Nella cornice architettonica della Cappella delle ballerine della Scala trova posto L’angelo:
terracotta greificata eseguita nel 1985 dall’artista di origini marchigiane Nanni Valentini, fra più
appassionati scultori italiani del ‘900 – grande amico, tra gli altri, di Lucio Fontana – protagonista
della stagione del rinnovamento artistico fra gli anni ’50 - ’70 e oltre.
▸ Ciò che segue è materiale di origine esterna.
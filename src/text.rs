//! Bitmap text
//!
//! Monospace labels for the picker overlay, drawn from the prerendered
//! Noto Sans Mono rasters. Glyph coverage feeds straight into the
//! fixed-point blender, so text antialiases against whatever is
//! already in the buffer.

use crate::buffer::PixelBuffer;
use crate::color::{blend_pix, Color};
use noto_sans_mono_bitmap::{get_raster, get_raster_width, FontWeight, RasterHeight};

/// Height of a rendered line in pixels
pub const FONT_HEIGHT: usize = 16;

/// Advance width of one glyph at [`FONT_HEIGHT`]
pub fn char_width() -> usize {
    get_raster_width(FontWeight::Regular, RasterHeight::Size16)
}

/// Width of `s` when rendered, in pixels
pub fn text_width(s: &str) -> usize {
    s.chars().count() * char_width()
}

/// Draw `s` with its top-left corner at (x, y).
///
/// Characters outside the embedded range fall back to the replacement
/// glyph; pixels falling outside the buffer are skipped.
pub fn draw_text(buf: &mut PixelBuffer, x: i64, y: i64, s: &str, color: Color) {
    let advance = char_width() as i64;
    let mut cx = x;
    for ch in s.chars() {
        let glyph = get_raster(ch, FontWeight::Regular, RasterHeight::Size16)
            .or_else(|| get_raster('\u{fffd}', FontWeight::Regular, RasterHeight::Size16));
        if let Some(glyph) = glyph {
            for (gy, row) in glyph.raster().iter().enumerate() {
                for (gx, cover) in row.iter().enumerate() {
                    if *cover == 0 {
                        continue;
                    }
                    let (px, py) = (cx + gx as i64, y + gy as i64);
                    if let Some(dst) = buf.pixel(px, py) {
                        buf.put(px, py, blend_pix(dst, color, *cover));
                    }
                }
            }
        }
        cx += advance;
    }
}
L’opera si articola in una potente massa materica, a cui l’artista ha saputo trasmettere tutta la
propria energia intervenendo con vigore sull’impasto terreo. In questo lavoro Valentini sembra
restituire una dimensione materiale alla figura angelica – per definizione eterea e incorporea –
conferendo ai volumi di cui è composta la forma di due grandi ali racchiuse con le estremità
protese verso il cielo, attributo visibile della natura puramente spirituale dell’angelo, in grado di
librarsi fino alla contemplazione diretta di Dio. Le mani dell’artista affondate nella materia danno
vita a superfici scabre e ricche di drammatici chiaroscuri fin quando l’opera non assume l’aspetto
di una concrezione rocciosa, rimando a una naturalità ancestrale e primitiva. L’angelo è in effetti
una creatura che esiste sin dal principio della creazione, in costante collegamento fra il cielo e la
terra.
Nella cappella l’opera si colloca accanto all’altare, stabilendo un vero e proprio dialogo sia con
l’installazione Samenwolke di Christiane Löhr (2020) collocata nel cupolino, sia con l’antico
affresco trecentesco della Madonna del latte, proveniente dalla vicina chiesa di San Giovanni
Decollato. In questo suggestivo scambio di rimandi sembra ancora riecheggiare il saluto
dell’angelo a Maria, a cui la Vergine risponde pronunciando quel “si” che spalanca le porte alla
salvezza per tutta l’umanità.
Si ringrazia l’Archivio Nanni Valentini di Arcore per la generosa donazione.